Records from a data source
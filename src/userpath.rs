use colored::Colorize;
use std::{io, path::PathBuf};

/// Expands `~` and environment variables in a user supplied path, and checks
/// that it names an existing file. Errors come back as printable messages.
pub fn resolve_file(path: &str) -> Result<PathBuf, String> {
    let expanded = shellexpand::full(path).map_err(|e| {
        format!(
            "{}\n{}",
            "Could not expand the given path:".red(),
            e.to_string().red()
        )
    })?;
    let resolved = PathBuf::from(expanded.into_owned())
        .canonicalize()
        .map_err(|e| match e.kind() {
            io::ErrorKind::NotFound => format!("{} does not exist.", path),
            io::ErrorKind::PermissionDenied => format!("Permission denied for {}", path),
            _ => e.to_string(),
        })?;
    if !resolved.is_file() {
        return Err(format!("{} is not a file.", path));
    }
    Ok(resolved)
}
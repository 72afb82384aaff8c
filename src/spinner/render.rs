use super::Sink;
use log::{trace, warn};
use std::{
    io::{self, Write},
    thread,
    time::Duration,
};
use tokio::time::{self, Instant, MissedTickBehavior};

/// The glyphs drawn, in order, one per frame.
pub const FRAMES: &[u8] = b"-\\|/";

const BACKSPACE: &[u8] = b"\x08";

const THREAD_NAME: &str = "terminal-spinner";

/// Everything a render task needs, owned by the task itself so that it never
/// has to look at the spinner that started it.
pub(super) struct RenderTask {
    pub rate: Duration,
    pub frames: &'static [u8],
    pub sink: Sink,
    pub cancel: tokio::sync::oneshot::Receiver<()>,
    pub done: oneshot::Sender<()>,
}

impl RenderTask {
    /// Runs the task on its own thread. The thread drives a single-threaded
    /// tokio runtime, so starting a spinner does not require one from the
    /// caller.
    pub fn spawn(self) -> io::Result<()> {
        thread::Builder::new()
            .name(THREAD_NAME.to_string())
            .spawn(move || self.run())
            .map(|_| ())
    }

    fn run(self) {
        let runtime = match tokio::runtime::Builder::new_current_thread()
            .enable_time()
            .build()
        {
            Ok(runtime) => runtime,
            Err(err) => {
                // Dropping `done` unblocks whoever stops us.
                warn!("Could not build the spinner runtime: {}", err);
                return;
            }
        };

        let RenderTask {
            rate,
            frames,
            sink,
            cancel,
            done,
        } = self;
        runtime.block_on(render(rate, frames, &sink, cancel));

        if done.send(()).is_err() {
            trace!("Spinner stopped with nobody waiting");
        }
    }
}

/// Draws `frames` in a loop until `cancel` fires (or its sender goes away).
/// Every glyph is erased before the next one is drawn and before returning.
async fn render(
    rate: Duration,
    frames: &[u8],
    sink: &Sink,
    mut cancel: tokio::sync::oneshot::Receiver<()>,
) {
    // The first tick is one full period away, as with every following one.
    let mut ticks = time::interval_at(Instant::now() + rate, rate);
    ticks.set_missed_tick_behavior(MissedTickBehavior::Skip);

    for frame in frames.iter().cycle() {
        write(sink, std::slice::from_ref(frame));

        let cancelled = tokio::select! {
            biased;
            _ = &mut cancel => true,
            _ = ticks.tick() => false,
        };

        write(sink, BACKSPACE);
        if cancelled {
            return;
        }
    }
}

/// A failed write is dropped: the spinner is cosmetic and must never take the
/// host program down with it.
fn write(sink: &Sink, bytes: &[u8]) {
    let mut sink = sink.lock();
    if let Err(err) = sink.write_all(bytes).and_then(|_| sink.flush()) {
        trace!("Spinner write failed: {}", err);
    }
}
use log::LevelFilter;
use num_traits::PrimInt;

#[derive(Debug, Clone, Copy, PartialEq, Eq)]
pub enum Verbosity {
    None,
    Some,
    Very,
}

impl<X> From<X> for Verbosity
where
    X: PrimInt,
{
    fn from(value: X) -> Self {
        let one = X::one();
        if value.lt(&one) {
            Verbosity::None
        } else if value.lt(&(one + one)) {
            Verbosity::Some
        } else {
            Verbosity::Very
        }
    }
}

impl Verbosity {
    /// The log level used when `RUST_LOG` does not say otherwise.
    pub fn level_filter(self) -> LevelFilter {
        match self {
            Verbosity::None => LevelFilter::Info,
            Verbosity::Some => LevelFilter::Debug,
            Verbosity::Very => LevelFilter::Trace,
        }
    }
}
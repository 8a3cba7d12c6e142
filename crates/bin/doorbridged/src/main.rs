//! # doorbridged — doorbridge daemon
//!
//! Composition root that wires the upstream clients and services together
//! and starts the webhook listener.
//!
//! ## Responsibilities
//! - Parse configuration (TOML file, env var overrides)
//! - Build the door registry and the two upstream REST clients
//! - Assert this deployment's webhook registration on the controller and
//!   install the returned signing secret
//! - Spawn the polling reconciler
//! - Build the axum router, bind to a TCP port, and serve
//! - Handle graceful shutdown (SIGTERM/SIGINT), draining in-flight tasks
//!
//! ## Dependency rule
//! This is the **only** crate that depends on all other crates.
//! It is the wiring layer — no domain logic belongs here.

mod config;

use std::sync::Arc;
use std::time::Duration;

use anyhow::Context;
use tokio_util::sync::CancellationToken;
use tokio_util::task::TaskTracker;

use doorbridge_adapter_controller::ControllerClient;
use doorbridge_adapter_http_axum::router;
use doorbridge_adapter_http_axum::state::AppState;
use doorbridge_adapter_hub::HubClient;
use doorbridge_app::services::device_assert::DeviceAssert;
use doorbridge_app::services::door_control::DoorControl;
use doorbridge_app::services::event_router::EventRouter;
use doorbridge_app::services::reconciler::Reconciler;
use doorbridge_app::services::registration;
use doorbridge_domain::door::DoorRegistry;

use crate::config::Config;

/// How long to wait for in-flight event tasks after the listener stops.
const SHUTDOWN_GRACE: Duration = Duration::from_secs(5);

#[tokio::main]
async fn main() -> anyhow::Result<()> {
    let config = Config::load()?;

    tracing_subscriber::fmt()
        .with_env_filter(tracing_subscriber::EnvFilter::new(&config.logging.filter))
        .init();

    let registry = Arc::new(DoorRegistry::new(
        config.doors.iter().map(config::DoorConfig::to_door).collect(),
    )?);
    let controller = Arc::new(ControllerClient::new(
        &config.controller.base_url,
        &config.controller.api_key,
    )?);
    let hub = Arc::new(HubClient::new(&config.hub.base_url, &config.hub.access_token)?);

    // the webhook subscription must exist before we accept deliveries; the
    // resulting registration carries the secret every delivery is signed with
    let spec = registration::desired_webhook(&config.server.base_url, &config.server.auth_token);
    let webhook = registration::assert_webhook_registration(controller.as_ref(), &spec).await?;
    let secret = webhook
        .secret
        .context("webhook registration carries no signing secret")?;

    let event_router = Arc::new(EventRouter::new(
        Arc::clone(&registry),
        DoorControl::new(Arc::clone(&controller)),
        DeviceAssert::new(Arc::clone(&hub)),
    ));

    let cancel = CancellationToken::new();
    let tracker = TaskTracker::new();

    let reconciler = Reconciler::new(registry, Arc::clone(&controller), DeviceAssert::new(hub));
    tracker.spawn(reconciler.run(cancel.clone()));

    let state = AppState::new(
        event_router,
        &config.server.auth_token,
        &secret,
        tracker.clone(),
    );
    let app = router::build(state);

    let bind_addr = config.bind_addr();
    let listener = tokio::net::TcpListener::bind(&bind_addr).await?;
    tracing::info!(%bind_addr, "doorbridged listening");

    axum::serve(listener, app)
        .with_graceful_shutdown(shutdown_signal())
        .await?;

    // stop the reconciler and drain in-flight event tasks
    cancel.cancel();
    tracker.close();
    if tokio::time::timeout(SHUTDOWN_GRACE, tracker.wait())
        .await
        .is_err()
    {
        tracing::warn!("background tasks did not drain in time, exiting anyway");
    }

    Ok(())
}

/// Resolve once a shutdown signal (SIGINT or SIGTERM) arrives.
async fn shutdown_signal() {
    let ctrl_c = async {
        if let Err(err) = tokio::signal::ctrl_c().await {
            tracing::error!(error = %err, "failed to install ctrl-c handler");
            std::future::pending::<()>().await;
        }
    };

    #[cfg(unix)]
    let terminate = async {
        match tokio::signal::unix::signal(tokio::signal::unix::SignalKind::terminate()) {
            Ok(mut signal) => {
                signal.recv().await;
            }
            Err(err) => {
                tracing::error!(error = %err, "failed to install terminate handler");
                std::future::pending::<()>().await;
            }
        }
    };

    #[cfg(not(unix))]
    let terminate = std::future::pending::<()>();

    tokio::select! {
        () = ctrl_c => {}
        () = terminate => {}
    }
    tracing::info!("shutdown signal received");
}
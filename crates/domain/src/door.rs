//! Door mappings — the static correspondence between one Access Controller
//! door and up to three Home Automation Hub devices.
//!
//! The registry is built once at startup and never mutated afterwards, so
//! concurrent reads from the listener, per-event tasks, and the reconciler
//! need no synchronisation.

use crate::error::ConfigurationError;

/// One configured door mapping.
#[derive(Debug, Clone, PartialEq, Eq)]
pub struct Door {
    /// Door identifier on the Access Controller.
    pub controller_id: String,
    /// Hub contact-sensor device mirroring the physical door position.
    pub contact_id: String,
    /// Hub lock device mirroring the door's lock rule, if configured.
    pub lock_id: Option<String>,
    /// Hub switch device that triggers a momentary unlock.
    pub switch_id: String,
}

/// Which of a door's hub device slots a device id matched.
#[derive(Debug, Clone, Copy, PartialEq, Eq)]
pub enum DeviceRole {
    /// Contact sensor — mirrors controller state, never drives it.
    Contact,
    /// Lock — drives the controller's lock rule.
    Lock,
    /// Switch — drives a momentary unlock.
    Switch,
}

impl std::fmt::Display for DeviceRole {
    fn fmt(&self, f: &mut std::fmt::Formatter<'_>) -> std::fmt::Result {
        match self {
            Self::Contact => f.write_str("contact"),
            Self::Lock => f.write_str("lock"),
            Self::Switch => f.write_str("switch"),
        }
    }
}

/// Read-only collection of all configured door mappings.
#[derive(Debug, Clone)]
pub struct DoorRegistry {
    doors: Vec<Door>,
}

impl DoorRegistry {
    /// Build a registry, enforcing the mapping invariants.
    ///
    /// # Errors
    ///
    /// Returns [`ConfigurationError::DuplicateControllerId`] when two doors
    /// share a controller id, or [`ConfigurationError::DuplicateHubDevice`]
    /// when one hub device id appears in more than one slot.
    pub fn new(doors: Vec<Door>) -> Result<Self, ConfigurationError> {
        let mut controller_ids = std::collections::HashSet::new();
        let mut hub_ids = std::collections::HashSet::new();

        for door in &doors {
            if !controller_ids.insert(door.controller_id.as_str()) {
                return Err(ConfigurationError::DuplicateControllerId {
                    controller_id: door.controller_id.clone(),
                });
            }

            let mut slots = vec![door.contact_id.as_str(), door.switch_id.as_str()];
            if let Some(lock_id) = &door.lock_id {
                slots.push(lock_id.as_str());
            }
            for id in slots {
                if !hub_ids.insert(id) {
                    return Err(ConfigurationError::DuplicateHubDevice {
                        device_id: id.to_string(),
                    });
                }
            }
        }

        Ok(Self { doors })
    }

    /// Look up a door by its controller-side id.
    #[must_use]
    pub fn by_controller_id(&self, controller_id: &str) -> Option<&Door> {
        self.doors
            .iter()
            .find(|door| door.controller_id == controller_id)
    }

    /// Look up a door and the slot role by a hub device id.
    #[must_use]
    pub fn by_hub_device(&self, device_id: &str) -> Option<(&Door, DeviceRole)> {
        for door in &self.doors {
            if door.contact_id == device_id {
                return Some((door, DeviceRole::Contact));
            }
            if door.lock_id.as_deref() == Some(device_id) {
                return Some((door, DeviceRole::Lock));
            }
            if door.switch_id == device_id {
                return Some((door, DeviceRole::Switch));
            }
        }
        None
    }

    /// All configured doors, in configuration order.
    #[must_use]
    pub fn doors(&self) -> &[Door] {
        &self.doors
    }

    /// Number of configured doors.
    #[must_use]
    pub fn len(&self) -> usize {
        self.doors.len()
    }

    /// Whether no doors are configured.
    #[must_use]
    pub fn is_empty(&self) -> bool {
        self.doors.is_empty()
    }
}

The task = Identify each line in the entries with the word "pending" and copy it.

The completed task =
            std::future::pending::<()>().await;
                std::future::pending::<()>().await;
    let terminate = std::future::pending::<()>();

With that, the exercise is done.